Ah, intellectual hubris. You’re about to get a smack-down.
I’ve just finished reading the two last books on my second pile of “to-reads”. I picked the list from a few lists from other folks, just sifting through my interests and their recommendations. The third pile will show up whenever Amazon decides to deliver books again, they’re muttering about the beginning of May.
The first book I picked to read made my list under mild protest. It’s on **everyone’s** “must-read” list. I figured it would be quick, light, and I’d get through it, perhaps with some insight for my sometimes socially awkward self.
Dale Carnegie, “How to Win Friends and Influence People” – pub 1936. I had a friend tell me he thought it was trite. No, it’s not trite. You can’t call the origin of all the business advice you’ve ever received trite – it’s the original! I ended up taking pages of notes from this book. I *am* socially awkward and clumsy. I need the help. Did I read things I already know? Of course! Most of this book has made its way into standard “how to be a good employee” advice over the course of nearly a century. But I read things I didn’t know – and I heard the advice in my bones in a way that it hadn’t come through in the copies. It’s well written, if light (think Chicken Soup for the Soul level of writing, or Reader’s Digest), and it makes good points, points to take seriously.
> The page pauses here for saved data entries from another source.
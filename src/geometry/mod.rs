// SPDX-License-Identifier: Apache-2.0
// Copyright (c) 2025 Polyframe Inc.

//! Geometry module - planar B-rep faces, clipping and Boolean evaluation

pub mod analytics;
pub mod assembler;
pub mod bbox;
pub mod boolean;
pub mod bridge;
pub mod clipper;
pub mod compact;
pub mod face;
pub mod halfedge;
pub mod predicates;
pub mod primitives;
pub mod section;
pub(crate) mod trace;

pub use analytics::{analyze, MeshStats};
pub use bbox::BoundingBox;
pub use boolean::{body_body_bool, BooleanDiagnostics, BooleanOp, BooleanOutcome, FaceSets};
pub use clipper::{face_face_intersect, ClipMode};
pub use compact::{compact_vertices, CompactedSolid};
pub use face::{Coincidence, Face, FaceStatus, Solid};
pub use halfedge::{HalfEdge, HalfEdgeMesh, MeshFace, PairingReport};
pub use primitives::Primitive;
pub use section::{detect_loop, face_body_intersect, plane_face_intersect, FaceSplit, Plane, SectionSide, Segment};
// SPDX-License-Identifier: Apache-2.0
// Copyright (c) 2025 Polyframe Inc.

//! Error types

use thiserror::Error;

/// Structural problems in solids handed to the engine
#[derive(Debug, Error, Clone, PartialEq)]
pub enum GeometryError {
    #[error("face {face} references point {index} but only {len} points exist")]
    IndexOutOfRange { face: usize, index: usize, len: usize },

    #[error("face {face} has {count} vertices, at least 3 are required")]
    TooFewVertices { face: usize, count: usize },

    #[error("face {face} has no usable normal (zero area)")]
    DegenerateFace { face: usize },

    #[error("half-edge {edge} is not part of a closed next-cycle")]
    OpenLoop { edge: usize },

    #[error("half-edge {edge} has asymmetric partner {partner}")]
    AsymmetricPartner { edge: usize, partner: usize },
}

/// OBJ syntax errors, reported with the offending line number
#[derive(Debug, Error, Clone, PartialEq)]
pub enum ObjError {
    #[error("line {line}: expected three coordinates in vertex record")]
    MissingCoordinate { line: usize },

    #[error("line {line}: invalid number '{token}'")]
    InvalidNumber { line: usize, token: String },

    #[error("line {line}: face index {index} is out of range")]
    BadIndex { line: usize, index: i64 },
}

pub type GeometryResult<T> = std::result::Result<T, GeometryError>;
The second book I figured, “This guy is a bit outdated, but he *is* the most famous in his field. He’s got to have some great insights on my subject matter, and I’ve always wanted to read some of his original work”. “Civilization and Its Discontents” by Sigmund Freud was originally published in German in 1930.
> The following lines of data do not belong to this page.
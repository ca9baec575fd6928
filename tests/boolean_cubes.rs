// SPDX-License-Identifier: Apache-2.0
// Copyright (c) 2025 Polyframe Inc.

//! End-to-end Boolean scenarios on boxes

use approx::assert_relative_eq;
use nalgebra::{Point2, Point3};
use solidbool::geometry::primitives::{cuboid, prism};
use solidbool::{BooleanKernel, Solid};

fn centered_cube() -> Solid {
    cuboid(Point3::new(-0.5, -0.5, -0.5), Point3::new(0.5, 0.5, 0.5))
}

fn half_shifted_cube() -> Solid {
    cuboid(Point3::new(0.0, -0.5, -0.5), Point3::new(1.0, 0.5, 0.5))
}

fn unit_block() -> Solid {
    cuboid(Point3::new(0.0, 0.0, 0.0), Point3::new(1.0, 1.0, 1.0))
}

/// Square bar running through the block along z
fn through_bar() -> Solid {
    cuboid(Point3::new(0.25, 0.25, -1.0), Point3::new(0.75, 0.75, 2.0))
}

/// Unit L-shaped prism with the square [0.5, 1]² cut out of it
fn l_prism() -> Solid {
    let base = [(0.0, 0.0), (1.0, 0.0), (1.0, 0.5), (0.5, 0.5), (0.5, 1.0), (0.0, 1.0)];
    prism(&base.map(|(x, y)| Point2::new(x, y)), 0.0, 1.0).unwrap()
}

/// Box filling the notch of the L prism exactly
fn notch_plug() -> Solid {
    cuboid(Point3::new(0.5, 0.5, 0.0), Point3::new(1.0, 1.0, 1.0))
}

#[test]
fn test_shifted_cubes_intersect() {
    let kernel = BooleanKernel::default();
    let out = kernel.intersect(&centered_cube(), &half_shifted_cube()).unwrap();

    assert_eq!(out.mesh.face_count(), 6);
    assert!(out.mesh.is_closed());
    assert_relative_eq!(out.to_solid().volume(), 0.5, epsilon = 1e-9);

    let bbox = out.to_solid().bbox();
    assert_relative_eq!(bbox.min, Point3::new(0.0, -0.5, -0.5), epsilon = 1e-12);
    assert_relative_eq!(bbox.max, Point3::new(0.5, 0.5, 0.5), epsilon = 1e-12);
}

#[test]
fn test_shifted_cubes_subtract() {
    let kernel = BooleanKernel::default();
    let out = kernel.subtract(&centered_cube(), &half_shifted_cube()).unwrap();

    assert_eq!(out.mesh.face_count(), 6);
    assert!(out.mesh.is_closed());
    assert_relative_eq!(out.to_solid().volume(), 0.5, epsilon = 1e-9);
}

#[test]
fn test_shifted_cubes_union_is_deterministic() {
    let kernel = BooleanKernel::default();
    let first = kernel.union(&centered_cube(), &half_shifted_cube()).unwrap();
    let second = kernel.union(&centered_cube(), &half_shifted_cube()).unwrap();

    assert_eq!(first.mesh.face_count(), 14);
    assert_eq!(first.mesh.face_count(), second.mesh.face_count());
    assert_eq!(first.mesh.points, second.mesh.points);
    assert_eq!(first.diagnostics, second.diagnostics);
    assert!(first.mesh.is_closed());
    assert_relative_eq!(first.to_solid().volume(), 1.5, epsilon = 1e-9);
}

#[test]
fn test_subtract_then_intersect_is_empty() {
    let kernel = BooleanKernel::default();
    let difference = kernel.subtract(&centered_cube(), &half_shifted_cube()).unwrap();
    let remainder = difference.to_solid();

    let overlap = kernel.intersect(&remainder, &half_shifted_cube()).unwrap();
    assert!(overlap.is_empty());
    assert!(overlap.diagnostics.coincident_pairs >= 1);
}

#[test]
fn test_punch_through_subtract_leaves_tunnel() {
    let kernel = BooleanKernel::default();
    let out = kernel.subtract(&unit_block(), &through_bar()).unwrap();

    assert_eq!(out.mesh.face_count(), 10);
    assert!(out.mesh.is_closed());
    assert_eq!(out.diagnostics.pairing.anomalies, 0);
    // Top and bottom faces each carry one bridged hole
    assert_eq!(out.diagnostics.pairing.bridges, 2);
    assert_relative_eq!(out.to_solid().volume(), 0.75, epsilon = 1e-9);

    let solid = out.to_solid();
    let holed = solid.faces.iter().filter(|f| f.loops.len() == 2).count();
    assert_eq!(holed, 2);
}

#[test]
fn test_punch_through_intersect_and_union() {
    let kernel = BooleanKernel::default();

    let core = kernel.intersect(&unit_block(), &through_bar()).unwrap();
    assert_eq!(core.mesh.face_count(), 6);
    assert_relative_eq!(core.to_solid().volume(), 0.25, epsilon = 1e-9);

    let merged = kernel.union(&unit_block(), &through_bar()).unwrap();
    assert_eq!(merged.mesh.face_count(), 16);
    assert!(merged.mesh.is_closed());
    assert_relative_eq!(merged.to_solid().volume(), 1.5, epsilon = 1e-9);
}

#[test]
fn test_disjoint_union_keeps_both() {
    let kernel = BooleanKernel::default();
    let far = cuboid(Point3::new(3.0, 3.0, 3.0), Point3::new(4.0, 5.0, 6.0));
    let out = kernel.union(&unit_block(), &far).unwrap();

    assert_eq!(out.mesh.face_count(), 12);
    assert_eq!(out.mesh.vertex_count(), 16);
    assert_relative_eq!(out.to_solid().volume(), 1.0 + 6.0, epsilon = 1e-9);
}

#[test]
fn test_notch_plug_union_fills_block() {
    let kernel = BooleanKernel::default();
    let out = kernel.union(&l_prism(), &notch_plug()).unwrap();

    assert!(out.mesh.is_closed());
    assert_eq!(out.diagnostics.coincident_pairs, 2);
    assert_eq!(out.diagnostics.dropped_segments, 0);
    assert_eq!(out.diagnostics.pairing.anomalies, 0);
    assert_relative_eq!(out.to_solid().volume(), 1.0, epsilon = 1e-9);
}

#[test]
fn test_notch_plug_subtract_keeps_l_prism() {
    let kernel = BooleanKernel::default();
    let out = kernel.subtract(&l_prism(), &notch_plug()).unwrap();

    assert_eq!(out.mesh.face_count(), 8);
    assert!(out.mesh.is_closed());
    assert_relative_eq!(out.to_solid().volume(), 0.75, epsilon = 1e-9);
}

#[test]
fn test_notch_plug_intersect_is_empty() {
    let kernel = BooleanKernel::default();
    let out = kernel.intersect(&l_prism(), &notch_plug()).unwrap();

    assert!(out.is_empty());
    assert_eq!(out.diagnostics.coincident_pairs, 2);
    assert_eq!(out.diagnostics.dropped_segments, 0);
}

#[test]
fn test_corner_removed_then_intersected_is_empty() {
    let kernel = BooleanKernel::default();
    let corner = cuboid(Point3::new(0.5, 0.5, 0.5), Point3::new(1.5, 1.5, 1.5));
    let notched = kernel.subtract(&unit_block(), &corner).unwrap();
    assert!(notched.mesh.is_closed());
    assert_relative_eq!(notched.to_solid().volume(), 0.875, epsilon = 1e-9);

    let overlap = kernel.intersect(&notched.to_solid(), &corner).unwrap();
    assert!(overlap.is_empty());
    assert_eq!(overlap.diagnostics.coincident_pairs, 3);
    assert_eq!(overlap.diagnostics.dropped_segments, 0);
}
It was awful. Most of its conclusions were … silly. I mean, I know Freud was the dude who came up with oral and anal as descriptors of people, but keeping a straight face while the bathroom habits of toddlers are taken seriously as the causes of behaviors in adults is a tad difficult. This book in particular is his rant against religion as a cause of human behavior. The work stands up far more interestingly as a piece of history (an example of thinking of that era, something that influenced behavior and popular culture for decades after) than as ageless wisdom. I mean, people DO still do therapy (unlike phrenology, which I would otherwise liken this to) but it’s come a long, LONG way since Dr. Freud.
And that leads us to a discussion about the divide between intellect and wisdom…. one of these books is wise. It’s stood the test of almost a century, and its advice is still extremely useful. The other book is written by one of the great minds of the 20th century (or at least one of the most famous) and it’s so dated as to be absurd. If I’d written that paragraph at the beginning of this post and told you to guess whether it was Carnegie or Freud… I think you, like me, would guess the other way ’round.
Wisdom lasts. Even if it’s written in short words in an easy-to-read format.